Research groups studying this disease
Congenital and Perinatal Infections Consortium (CPIC)
8604: A Retrospective Follow-up Study of the Durability of Antiviral Therapy on Long-Term Hearing and Neurodevelopmental Outcomes Among Patients Treated for Congenital Cytomegalovirus Infection as Infants or Toddlers (DMID 22-0013)
Congenital cytomegalovirus (CMV) infection is the leading non-genetic cause of sensorineural hearing loss (SNHL) and the most frequent viral cause of mental retardation. Approximately 10% of infants born with CMV infection are symptomatic at birth, and of these, one-third will develop SNHL and two-thirds will experience developmental delays. A previous clinical trial run by the Collaborative Antiviral Study Group (CASG study 112) studied babies with congenital CMV infection who received either 6 weeks or 6 months of oral valganciclovir therapy. The results from this study suggested that 6 months of oral valganciclovir improved measures of neurodevelopment and hearing compared to 6 weeks of the treatment. The purpose of the current study is to assess participants from previous CASG studies and patients treated clinically for cCMV. The goal is to determine if there are long-term benefits of antiviral therapy on hearing and neurodevelopmental outcomes. Further, the current study will examine the long-term safety profile of valganciclovir when administered during infancy by assessing reports of cancer diagnoses and signs of puberty.
Not Yet Recruiting
8603: A Phase I, Adaptive, Escalating Single-Dose and Multiple-Dose Pharmacokinetic and Safety Assessment of Letermovir in Infants with Symptomatic Congenital Cytomegalovirus Disease (DMID 21-0027)

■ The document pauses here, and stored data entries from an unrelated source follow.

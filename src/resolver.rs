//! Default username lookup, memoized under the `username` key.

use std::sync::Arc;

use sobject_browser_auth::DefaultTargetSource;
use tracing::instrument;

use crate::cache::{keys, KeyValueCache};
use crate::error::Result;
use crate::memo::MemoCell;

/// Resolves the SF CLI default username once and remembers it.
///
/// A cached username is returned as is, even if that org has since been
/// logged out.
#[derive(Clone)]
pub struct CredentialResolver {
    source: Arc<dyn DefaultTargetSource>,
    cache: Arc<dyn KeyValueCache>,
}

impl std::fmt::Debug for CredentialResolver {
    fn fmt(&self, f: &mut std::fmt::Formatter<'_>) -> std::fmt::Result {
        f.debug_struct("CredentialResolver").finish_non_exhaustive()
    }
}

impl CredentialResolver {
    pub fn new(source: Arc<dyn DefaultTargetSource>, cache: Arc<dyn KeyValueCache>) -> Self {
        Self { source, cache }
    }

    /// The configured default username.
    #[instrument(skip(self))]
    pub async fn default_username(&self) -> Result<String> {
        MemoCell::new(self.cache.clone(), keys::USERNAME)
            .get_or_fetch(|| async { Ok(self.source.default_target()?) })
            .await
    }
}

#[cfg(test)]
mod tests {
    use super::*;
    use crate::cache::MemoryCache;
    use crate::error::ErrorKind;
    use sobject_browser_auth::{Error as AuthError, ErrorKind as AuthErrorKind};
    use std::sync::atomic::{AtomicUsize, Ordering};

    struct CountingSource {
        value: Option<&'static str>,
        calls: AtomicUsize,
    }

    impl DefaultTargetSource for CountingSource {
        fn default_target(&self) -> sobject_browser_auth::Result<String> {
            self.calls.fetch_add(1, Ordering::SeqCst);
            self.value.map(str::to_string).ok_or_else(|| {
                AuthError::new(AuthErrorKind::NoDefaultTarget {
                    key: "target-dev-hub".to_string(),
                })
            })
        }
    }

    #[tokio::test]
    async fn test_one_lookup_then_cached() {
        let source = Arc::new(CountingSource {
            value: Some("hub@acme.dev"),
            calls: AtomicUsize::new(0),
        });
        let cache: Arc<dyn KeyValueCache> = Arc::new(MemoryCache::new());
        let resolver = CredentialResolver::new(source.clone(), cache.clone());

        assert_eq!(resolver.default_username().await.unwrap(), "hub@acme.dev");
        assert_eq!(source.calls.load(Ordering::SeqCst), 1);
        assert!(cache.has(keys::USERNAME).unwrap());

        assert_eq!(resolver.default_username().await.unwrap(), "hub@acme.dev");
        assert_eq!(source.calls.load(Ordering::SeqCst), 1);
    }

    #[tokio::test]
    async fn test_cached_username_skips_config() {
        let source = Arc::new(CountingSource {
            value: Some("config@acme.dev"),
            calls: AtomicUsize::new(0),
        });
        let cache: Arc<dyn KeyValueCache> = Arc::new(MemoryCache::new());
        cache.set(keys::USERNAME, "\"cached@acme.dev\"").unwrap();

        let resolver = CredentialResolver::new(source.clone(), cache);
        assert_eq!(resolver.default_username().await.unwrap(), "cached@acme.dev");
        assert_eq!(source.calls.load(Ordering::SeqCst), 0);
    }

    #[tokio::test]
    async fn test_missing_default_is_error_and_not_cached() {
        let source = Arc::new(CountingSource {
            value: None,
            calls: AtomicUsize::new(0),
        });
        let cache: Arc<dyn KeyValueCache> = Arc::new(MemoryCache::new());
        let resolver = CredentialResolver::new(source, cache.clone());

        let err = resolver.default_username().await.unwrap_err();
        assert!(matches!(err.kind, ErrorKind::NoDefaultTarget { .. }));
        assert!(!cache.has(keys::USERNAME).unwrap());
    }
}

Congenital cytomegalovirus (CMV) infection is common and the leading viral cause of sensorineural hearing loss (SNHL) and mental retardation in infants. Despite current treatment options, babies with symptomatic congenital CMV disease are still at risk for hearing loss and neurologic deficits. Letermovir is the first new antiviral treatment of CMV to be licensed in over two decades. Two groups will be enrolled, and letermovir will be administered for 14 days in subjects in both groups. All subjects also will receive valganciclovir as standard of care. Group 1 (n=4) will be given a single dose based on their weight of letermovir on Study Day 0, with a full PK profile obtained over the next 24 hours to verify that the selected dose does not exceed the targeted exposure. Blood specimens will be shipped within approximately 24 hours to the UAB Pharmacokinetic Lab and processed in real time in order to get results back to the study site within an anticipated 7 days. If the drug levels are acceptable, the subject begin a 14-day course of once daily oral letermovir. If the dose is not acceptable, the dose will be adjusted down in 2.5mg increments. Once 4 subjects have been enrolled in group 1, the data and safety monitoring board will review all safety and drug level data. If no concerns are identified, then 8 additional subjects will be enrolled in group 2. The group 2 subject will start the 14 day course of study medication. The dose for group will be based on the data reviewed by the safety committee for the group 1 subjects.